--- START ---

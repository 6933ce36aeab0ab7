use crate::query::gjk::{self, GjkResult, JohnsonSimplex};
use crate::query::{
    Contact, ContactSet, QueryError, QueryTolerances, QueryType, Ray, RayIntersection,
};
use crate::shape::{ConvexObject, FeatureId, GeometricObject, RayShape, ShapeType};

/// An algorithm computing the collision between the two objects of a contact set.
///
/// Each algorithm handles a specific pair of shape types and is selected by a
/// [`CollisionDispatcher`](crate::query::CollisionDispatcher). Results are merged into the
/// contact set following the rules of the query type.
pub trait CollisionAlgorithm: Send + Sync {
    /// A short name of this algorithm, used by error reports.
    fn name(&self) -> &'static str;

    /// Computes the collision between `set.object_a` and `set.object_b`.
    fn compute_collision(
        &self,
        set: &mut ContactSet,
        query_type: QueryType,
        tolerances: &QueryTolerances,
    ) -> Result<(), QueryError>;
}

/// Runs `f` with the ray as the first object of `set`.
///
/// If the ray is the second object, the objects are swapped for the duration of `f` so the
/// contacts it merges are flipped back into the caller's order.
pub(crate) fn with_ray_first<'a>(
    set: &mut ContactSet<'a>,
    algorithm: &'static str,
    f: impl FnOnce(&mut ContactSet<'a>, &'a RayShape) -> Result<(), QueryError>,
) -> Result<(), QueryError> {
    let swapped = set.object_a.shape_type() != ShapeType::Ray
        && set.object_b.shape_type() == ShapeType::Ray;

    if swapped {
        set.swap_objects();
    }

    let shape_a = set.object_a.shape;
    let result = match shape_a.as_ray() {
        Some(ray) => f(set, ray),
        None => Err(QueryError::UnexpectedShape {
            algorithm,
            expected: ShapeType::Ray,
            found: shape_a.shape_type(),
        }),
    };

    if swapped {
        set.swap_objects();
    }

    result
}

/// The world-space ray of a ray shape placed by `object`.
pub(crate) fn world_ray(object: &GeometricObject, ray_shape: &RayShape) -> Ray {
    ray_shape
        .ray
        .scaled(&object.scale)
        .transform_by(&object.pose)
}

/// The convex view of `object`, or a [`QueryError::NotConvex`].
pub(crate) fn convex<'a>(object: &GeometricObject<'a>) -> Result<ConvexObject<'a>, QueryError> {
    object
        .as_convex()
        .ok_or(QueryError::NotConvex(object.shape_type()))
}

/// Merges the world-space ray hit `hit` of the ray `ray` (the first object of `set`).
pub(crate) fn merge_ray_hit(
    set: &mut ContactSet,
    ray: &Ray,
    hit: &RayIntersection,
    query_type: QueryType,
    tolerances: &QueryTolerances,
) {
    let contact = Contact::new(ray.point_at(hit.lambda), hit.normal, hit.distance(ray), true)
        .with_features(FeatureId::Unknown, hit.feature);
    set.merge(contact, query_type, tolerances);
}

/// Merges the closest-point contact between the objects of `set`, for closest-point queries
/// on objects that don't intersect.
pub(crate) fn merge_separation(
    set: &mut ContactSet,
    query_type: QueryType,
    tolerances: &QueryTolerances,
) -> Result<(), QueryError> {
    if query_type != QueryType::ClosestPoints {
        return Ok(());
    }

    let g1 = convex(&set.object_a)?;
    let g2 = convex(&set.object_b)?;

    if let Some(contact) = separation_contact(&g1, &g2, tolerances) {
        set.merge(contact, query_type, tolerances);
    }

    Ok(())
}

/// The negative-depth contact between the closest points of two separated convex objects.
///
/// Returns `None` if the objects intersect.
pub(crate) fn separation_contact(
    g1: &ConvexObject,
    g2: &ConvexObject,
    tolerances: &QueryTolerances,
) -> Option<Contact> {
    let mut simplex = JohnsonSimplex::new(tolerances.epsilon);

    match gjk::closest_points(g1, g2, QueryType::ClosestPoints, tolerances, &mut simplex) {
        GjkResult::ClosestPoints {
            point_a,
            point_b,
            normal,
            distance,
        } => Some(Contact::new(
            na::center(&point_a, &point_b),
            normal,
            -distance,
            false,
        )),
        GjkResult::Intersection | GjkResult::Separated(_) => None,
    }
}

--- END ---

- INSTRUCTIONS TO FOLLOW -
Please transcribe all of the entries precisely.

- REPLY -
repository 6933ce36aeab0ab7
use crate::query::gjk::{self, GjkResult, JohnsonSimplex};
use crate::query::{
    Contact, ContactSet, QueryError, QueryTolerances, QueryType, Ray, RayIntersection,
};
use crate::shape::{ConvexObject, FeatureId, GeometricObject, RayShape, ShapeType};

/// An algorithm computing the collision between the two objects of a contact set.
///
/// Each algorithm handles a specific pair of shape types and is selected by a
/// [`CollisionDispatcher`](crate::query::CollisionDispatcher). Results are merged into the
/// contact set following the rules of the query type.
pub trait CollisionAlgorithm: Send + Sync {
    /// A short name of this algorithm, used by error reports.
    fn name(&self) -> &'static str;

    /// Computes the collision between `set.object_a` and `set.object_b`.
    fn compute_collision(
        &self,
        set: &mut ContactSet,
        query_type: QueryType,
        tolerances: &QueryTolerances,
    ) -> Result<(), QueryError>;
}

/// Runs `f` with the ray as the first object of `set`.
///
/// If the ray is the second object, the objects are swapped for the duration of `f` so the
/// contacts it merges are flipped back into the caller's order.
pub(crate) fn with_ray_first<'a>(
    set: &mut ContactSet<'a>,
    algorithm: &'static str,
    f: impl FnOnce(&mut ContactSet<'a>, &'a RayShape) -> Result<(), QueryError>,
) -> Result<(), QueryError> {
    let swapped = set.object_a.shape_type() != ShapeType::Ray
        && set.object_b.shape_type() == ShapeType::Ray;

    if swapped {
        set.swap_objects();
    }

    let shape_a = set.object_a.shape;
    let result = match shape_a.as_ray() {
        Some(ray) => f(set, ray),
        None => Err(QueryError::UnexpectedShape {
            algorithm,
            expected: ShapeType::Ray,
            found: shape_a.shape_type(),
        }),
    };

    if swapped {
        set.swap_objects();
    }

    result
}

/// The world-space ray of a ray shape placed by `object`.
pub(crate) fn world_ray(object: &GeometricObject, ray_shape: &RayShape) -> Ray {
    ray_shape
        .ray
        .scaled(&object.scale)
        .transform_by(&object.pose)
}

/// The convex view of `object`, or a [`QueryError::NotConvex`].
pub(crate) fn convex<'a>(object: &GeometricObject<'a>) -> Result<ConvexObject<'a>, QueryError> {
    object
        .as_convex()
        .ok_or(QueryError::NotConvex(object.shape_type()))
}

/// Merges the world-space ray hit `hit` of the ray `ray` (the first object of `set`).
pub(crate) fn merge_ray_hit(
    set: &mut ContactSet,
    ray: &Ray,
    hit: &RayIntersection,
    query_type: QueryType,
    tolerances: &QueryTolerances,
) {
    let contact = Contact::new(ray.point_at(hit.lambda), hit.normal, hit.distance(ray), true)
        .with_features(FeatureId::Unknown, hit.feature);
    set.merge(contact, query_type, tolerances);
}

/// Merges the closest-point contact between the objects of `set`, for closest-point queries
/// on objects that don't intersect.
pub(crate) fn merge_separation(
    set: &mut ContactSet,
    query_type: QueryType,
    tolerances: &QueryTolerances,
) -> Result<(), QueryError> {
    if query_type != QueryType::ClosestPoints {
        return Ok(());
    }

    let g1 = convex(&set.object_a)?;
    let g2 = convex(&set.object_b)?;

    if let Some(contact) = separation_contact(&g1, &g2, tolerances) {
        set.merge(contact, query_type, tolerances);
    }

    Ok(())
}

/// The negative-depth contact between the closest points of two separated convex objects.
///
/// Returns `None` if the objects intersect.
pub(crate) fn separation_contact(
    g1: &ConvexObject,
    g2: &ConvexObject,
    tolerances: &QueryTolerances,
) -> Option<Contact> {
    let mut simplex = JohnsonSimplex::new(tolerances.epsilon);

    match gjk::closest_points(g1, g2, QueryType::ClosestPoints, tolerances, &mut simplex) {
        GjkResult::ClosestPoints {
            point_a,
            point_b,
            normal,
            distance,
        } => Some(Contact::new(
            na::center(&point_a, &point_b),
            normal,
            -distance,
            false,
        )),
        GjkResult::Intersection | GjkResult::Separated(_) => None,
    }
}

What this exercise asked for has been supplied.